• Korean J Pain · Apr 2016

    Spinal Cauda Equina Stimulation for Alternative Location of Spinal Cord Stimulation in Intractable Phantom Limb Pain Syndrome: A Case Report.

    • Pil Moo Lee, Yun So, Jung Min Park, Chul Min Park, Hae Kyoung Kim, and Jae Hun Kim.
    • Department of Anaesthesiology and Pain Medicine, Konkuk University Medical Center, Konkuk University School of Medicine, Seoul, Korea.
    • Korean J Pain. 2016 Apr 1; 29 (2): 123-8.

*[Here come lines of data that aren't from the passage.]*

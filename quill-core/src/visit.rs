//! Traversal of the AST.
//!
//! [Visitor] is the read-only traversal used by analyses and backends; [VisitorMut] is
//! for passes that rewrite the tree in place. Every method has a default that continues
//! into the children through the matching `walk_*` function, so an implementation only
//! overrides the nodes it cares about and calls the `walk_*` function to keep descending.

use crate::language::*;

pub trait Visitor: Sized {
    fn visit_module(&mut self, module: &Module) {
        walk_module(self, module)
    }

    fn visit_global_variable(&mut self, variable: &Variable) {
        walk_variable(self, variable)
    }

    fn visit_clazz(&mut self, clazz: &Clazz) {
        walk_clazz(self, clazz)
    }

    fn visit_field(&mut self, field: &Variable) {
        walk_variable(self, field)
    }

    fn visit_function(&mut self, function: &Function) {
        walk_function(self, function)
    }

    fn visit_block(&mut self, block: &Block) {
        walk_block(self, block)
    }

    fn visit_statement(&mut self, statement: &Statement) {
        walk_statement(self, statement)
    }

    fn visit_if(&mut self, stmt: &IfStatement) {
        walk_if(self, stmt)
    }

    fn visit_while(&mut self, stmt: &WhileStatement) {
        walk_while(self, stmt)
    }

    fn visit_variable_declaration(&mut self, stmt: &VariableDeclarationStatement) {
        walk_variable(self, &stmt.variable)
    }

    fn visit_variable_reassignment(&mut self, stmt: &VariableReassignmentStatement) {
        self.visit_reference(&stmt.target);
        self.visit_expression(&stmt.expression)
    }

    fn visit_function_call_statement(&mut self, stmt: &FunctionCallStatement) {
        self.visit_function_call(&stmt.call)
    }

    fn visit_method_call_statement(&mut self, stmt: &MethodCallStatement) {
        self.visit_method_call(&stmt.call)
    }

    fn visit_field_setter(&mut self, stmt: &FieldSetterStatement) {
        self.visit_expression(&stmt.object);
        self.visit_expression(&stmt.expression)
    }

    fn visit_expression(&mut self, expr: &Expression) {
        walk_expression(self, expr)
    }

    fn visit_bool_literal(&mut self, _value: bool) {}

    fn visit_integer_literal(&mut self, _value: i32) {}

    fn visit_float_literal(&mut self, _value: f64, _width: FloatWidth) {}

    fn visit_string_literal(&mut self, _value: &str) {}

    fn visit_char_literal(&mut self, _value: char) {}

    fn visit_reference(&mut self, _reference: &Reference) {}

    fn visit_function_call(&mut self, call: &FunctionCallExpression) {
        walk_arguments(self, &call.arguments)
    }

    fn visit_method_call(&mut self, call: &MethodCallExpression) {
        self.visit_expression(&call.object);
        walk_arguments(self, &call.arguments)
    }

    fn visit_field_getter(&mut self, getter: &FieldGetterExpression) {
        self.visit_expression(&getter.object)
    }

    fn visit_binary_operator(&mut self, op: &BinaryOperatorExpression) {
        self.visit_expression(&op.lhs);
        self.visit_expression(&op.rhs)
    }

    fn visit_clazz_initializer(&mut self, init: &ClazzInitializerExpression) {
        walk_arguments(self, &init.arguments)
    }
}

pub fn walk_module<V: Visitor>(visitor: &mut V, module: &Module) {
    for variable in &module.variables {
        visitor.visit_global_variable(variable);
    }
    for clazz in &module.clazzes {
        visitor.visit_clazz(clazz);
    }
    for function in &module.functions {
        visitor.visit_function(function);
    }
}

pub fn walk_variable<V: Visitor>(visitor: &mut V, variable: &Variable) {
    if let Some(init) = &variable.initial_expression {
        visitor.visit_expression(init);
    }
}

pub fn walk_clazz<V: Visitor>(visitor: &mut V, clazz: &Clazz) {
    for field in &clazz.fields {
        visitor.visit_field(field);
    }
    if let Some(constructor) = &clazz.constructor {
        visitor.visit_function(constructor);
    }
    for method in &clazz.methods {
        visitor.visit_function(method);
    }
}

pub fn walk_function<V: Visitor>(visitor: &mut V, function: &Function) {
    for statement in &function.statements {
        visitor.visit_statement(statement);
    }
    if let Some(expr) = &function.trailing_expression {
        visitor.visit_expression(expr);
    }
}

pub fn walk_block<V: Visitor>(visitor: &mut V, block: &Block) {
    for statement in &block.statements {
        visitor.visit_statement(statement);
    }
}

pub fn walk_statement<V: Visitor>(visitor: &mut V, statement: &Statement) {
    match statement {
        Statement::Block(block) => visitor.visit_block(block),
        Statement::If(stmt) => visitor.visit_if(stmt),
        Statement::While(stmt) => visitor.visit_while(stmt),
        Statement::VariableDeclaration(stmt) => visitor.visit_variable_declaration(stmt),
        Statement::VariableReassignment(stmt) => visitor.visit_variable_reassignment(stmt),
        Statement::FunctionCall(stmt) => visitor.visit_function_call_statement(stmt),
        Statement::MethodCall(stmt) => visitor.visit_method_call_statement(stmt),
        Statement::FieldSetter(stmt) => visitor.visit_field_setter(stmt),
    }
}

pub fn walk_if<V: Visitor>(visitor: &mut V, stmt: &IfStatement) {
    visitor.visit_expression(&stmt.checked.guard);
    visitor.visit_block(&stmt.checked.block);
    if let Some(else_branch) = &stmt.else_branch {
        visitor.visit_if(else_branch);
    }
}

pub fn walk_while<V: Visitor>(visitor: &mut V, stmt: &WhileStatement) {
    visitor.visit_expression(&stmt.checked.guard);
    visitor.visit_block(&stmt.checked.block);
}

pub fn walk_expression<V: Visitor>(visitor: &mut V, expr: &Expression) {
    match expr {
        Expression::True { .. } => visitor.visit_bool_literal(true),
        Expression::False { .. } => visitor.visit_bool_literal(false),
        Expression::IntegerLiteral { value, .. } => visitor.visit_integer_literal(*value),
        Expression::FloatLiteral { value, width, .. } => {
            visitor.visit_float_literal(*value, *width)
        }
        Expression::StringLiteral { value, .. } => visitor.visit_string_literal(value),
        Expression::CharLiteral { value, .. } => visitor.visit_char_literal(*value),
        Expression::Reference(reference) => visitor.visit_reference(reference),
        Expression::FunctionCall(call) => visitor.visit_function_call(call),
        Expression::MethodCall(call) => visitor.visit_method_call(call),
        Expression::FieldGetter(getter) => visitor.visit_field_getter(getter),
        Expression::BinaryOperator(op) => visitor.visit_binary_operator(op),
        Expression::ClazzInitializer(init) => visitor.visit_clazz_initializer(init),
    }
}

fn walk_arguments<V: Visitor>(visitor: &mut V, arguments: &[Expression]) {
    for arg in arguments {
        visitor.visit_expression(arg);
    }
}

/// Traversal that may replace any expression it is handed, e.g. with a folded literal.
pub trait VisitorMut: Sized {
    fn visit_module_mut(&mut self, module: &mut Module) {
        walk_module_mut(self, module)
    }

    fn visit_variable_mut(&mut self, variable: &mut Variable) {
        if let Some(init) = &mut variable.initial_expression {
            self.visit_expression_mut(init);
        }
    }

    fn visit_clazz_mut(&mut self, clazz: &mut Clazz) {
        walk_clazz_mut(self, clazz)
    }

    fn visit_function_mut(&mut self, function: &mut Function) {
        walk_function_mut(self, function)
    }

    fn visit_block_mut(&mut self, block: &mut Block) {
        for statement in &mut block.statements {
            self.visit_statement_mut(statement);
        }
    }

    fn visit_statement_mut(&mut self, statement: &mut Statement) {
        walk_statement_mut(self, statement)
    }

    fn visit_expression_mut(&mut self, expr: &mut Expression) {
        walk_expression_mut(self, expr)
    }
}

pub fn walk_module_mut<V: VisitorMut>(visitor: &mut V, module: &mut Module) {
    for variable in &mut module.variables {
        visitor.visit_variable_mut(variable);
    }
    for clazz in &mut module.clazzes {
        visitor.visit_clazz_mut(clazz);
    }
    for function in &mut module.functions {
        visitor.visit_function_mut(function);
    }
}

pub fn walk_clazz_mut<V: VisitorMut>(visitor: &mut V, clazz: &mut Clazz) {
    for field in &mut clazz.fields {
        visitor.visit_variable_mut(field);
    }
    if let Some(constructor) = &mut clazz.constructor {
        visitor.visit_function_mut(constructor);
    }
    for method in &mut clazz.methods {
        visitor.visit_function_mut(method);
    }
}

pub fn walk_function_mut<V: VisitorMut>(visitor: &mut V, function: &mut Function) {
    for statement in &mut function.statements {
        visitor.visit_statement_mut(statement);
    }
    if let Some(expr) = &mut function.trailing_expression {
        visitor.visit_expression_mut(expr);
    }
}

pub fn walk_statement_mut<V: VisitorMut>(visitor: &mut V, statement: &mut Statement) {
    match statement {
        Statement::Block(block) => visitor.visit_block_mut(block),
        Statement::If(stmt) => {
            let mut branch = Some(stmt);
            while let Some(current) = branch {
                visitor.visit_expression_mut(&mut current.checked.guard);
                visitor.visit_block_mut(&mut current.checked.block);
                branch = current.else_branch.as_deref_mut();
            }
        }
        Statement::While(stmt) => {
            visitor.visit_expression_mut(&mut stmt.checked.guard);
            visitor.visit_block_mut(&mut stmt.checked.block);
        }
        Statement::VariableDeclaration(stmt) => visitor.visit_variable_mut(&mut stmt.variable),
        Statement::VariableReassignment(stmt) => visitor.visit_expression_mut(&mut stmt.expression),
        Statement::FunctionCall(stmt) => {
            for arg in &mut stmt.call.arguments {
                visitor.visit_expression_mut(arg);
            }
        }
        Statement::MethodCall(stmt) => {
            visitor.visit_expression_mut(&mut stmt.call.object);
            for arg in &mut stmt.call.arguments {
                visitor.visit_expression_mut(arg);
            }
        }
        Statement::FieldSetter(stmt) => {
            visitor.visit_expression_mut(&mut stmt.object);
            visitor.visit_expression_mut(&mut stmt.expression);
        }
    }
}

pub fn walk_expression_mut<V: VisitorMut>(visitor: &mut V, expr: &mut Expression) {
    match expr {
        Expression::True { .. }
        | Expression::False { .. }
        | Expression::IntegerLiteral { .. }
        | Expression::FloatLiteral { .. }
        | Expression::StringLiteral { .. }
        | Expression::CharLiteral { .. }
        | Expression::Reference(_) => (),
        Expression::FunctionCall(call) => {
            for arg in &mut call.arguments {
                visitor.visit_expression_mut(arg);
            }
        }
        Expression::MethodCall(call) => {
            visitor.visit_expression_mut(&mut call.object);
            for arg in &mut call.arguments {
                visitor.visit_expression_mut(arg);
            }
        }
        Expression::FieldGetter(getter) => visitor.visit_expression_mut(&mut getter.object),
        Expression::BinaryOperator(op) => {
            visitor.visit_expression_mut(&mut op.lhs);
            visitor.visit_expression_mut(&mut op.rhs);
        }
        Expression::ClazzInitializer(init) => {
            for arg in &mut init.arguments {
                visitor.visit_expression_mut(arg);
            }
        }
    }
}

#[cfg(test)]
mod tests {
    use super::*;
    use crate::parse_module;

    #[derive(Default)]
    struct Counter {
        references: Vec<String>,
        calls: usize,
        integers: usize,
    }

    impl Visitor for Counter {
        fn visit_reference(&mut self, reference: &Reference) {
            self.references.push(reference.name.to_string());
        }

        fn visit_function_call(&mut self, call: &FunctionCallExpression) {
            self.calls += 1;
            walk_arguments(self, &call.arguments)
        }

        fn visit_integer_literal(&mut self, _value: i32) {
            self.integers += 1;
        }
    }

    #[test]
    fn visitor_reaches_nested_nodes() {
        let module = parse_module(
            "let g = 1;
             class P { var x: Int = 2; fn get() -> Int { this.x } }
             fn f(a: Int) -> Int {
                 if a > 3 { h(a); } else { while false { h(4); } }
                 a
             }",
        );
        let mut counter = Counter::default();
        counter.visit_module(&module);
        assert_eq!(counter.references, vec!["this", "a", "a", "a"]);
        assert_eq!(counter.calls, 2);
        assert_eq!(counter.integers, 4);
    }

    struct Negate;

    impl VisitorMut for Negate {
        fn visit_expression_mut(&mut self, expr: &mut Expression) {
            walk_expression_mut(self, expr);
            if let Expression::IntegerLiteral { value, .. } = expr {
                *value = -*value;
            }
        }
    }

    #[test]
    fn visitor_mut_rewrites_in_place() {
        let mut module = parse_module("fn f() -> Int { let a = 1 + g(2); 3 }");
        Negate.visit_module_mut(&mut module);
        let f = &module.functions[0];
        assert_eq!(f.statements[0].to_string(), "let a: Undetermined = -1 + g(-2);\n");
        assert_eq!(f.trailing_expression.as_ref().unwrap().to_string(), "-3");
    }
}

    AbstractPhantom limb pain is a phenomenon in which patients experience pain in a part of the body that no longer exists. In several treatment modalities, spinal cord stimulation (SCS) has been introduced for the management of intractable post-amputation pain. A 46-year-old male patient complained of severe ankle and foot pain, following above-the-knee amputation surgery on the right side amputation surgery three years earlier. Despite undergoing treatment with multiple modalities for pain management involving numerous oral and intravenous medications, nerve blocks, and pulsed radiofrequency (RF) treatment, the effect duration was temporary and the decreases in the patient's pain score were not acceptable. Even the use of SCS did not provide completely satisfactory pain management. However, the trial lead positioning in the cauda equina was able to stimulate the site of the severe pain, and the patient's pain score was dramatically decreased. We report a case of successful pain management with spinal cauda equina stimulation following the failure of SCS in the treatment of intractable phantom limb pain.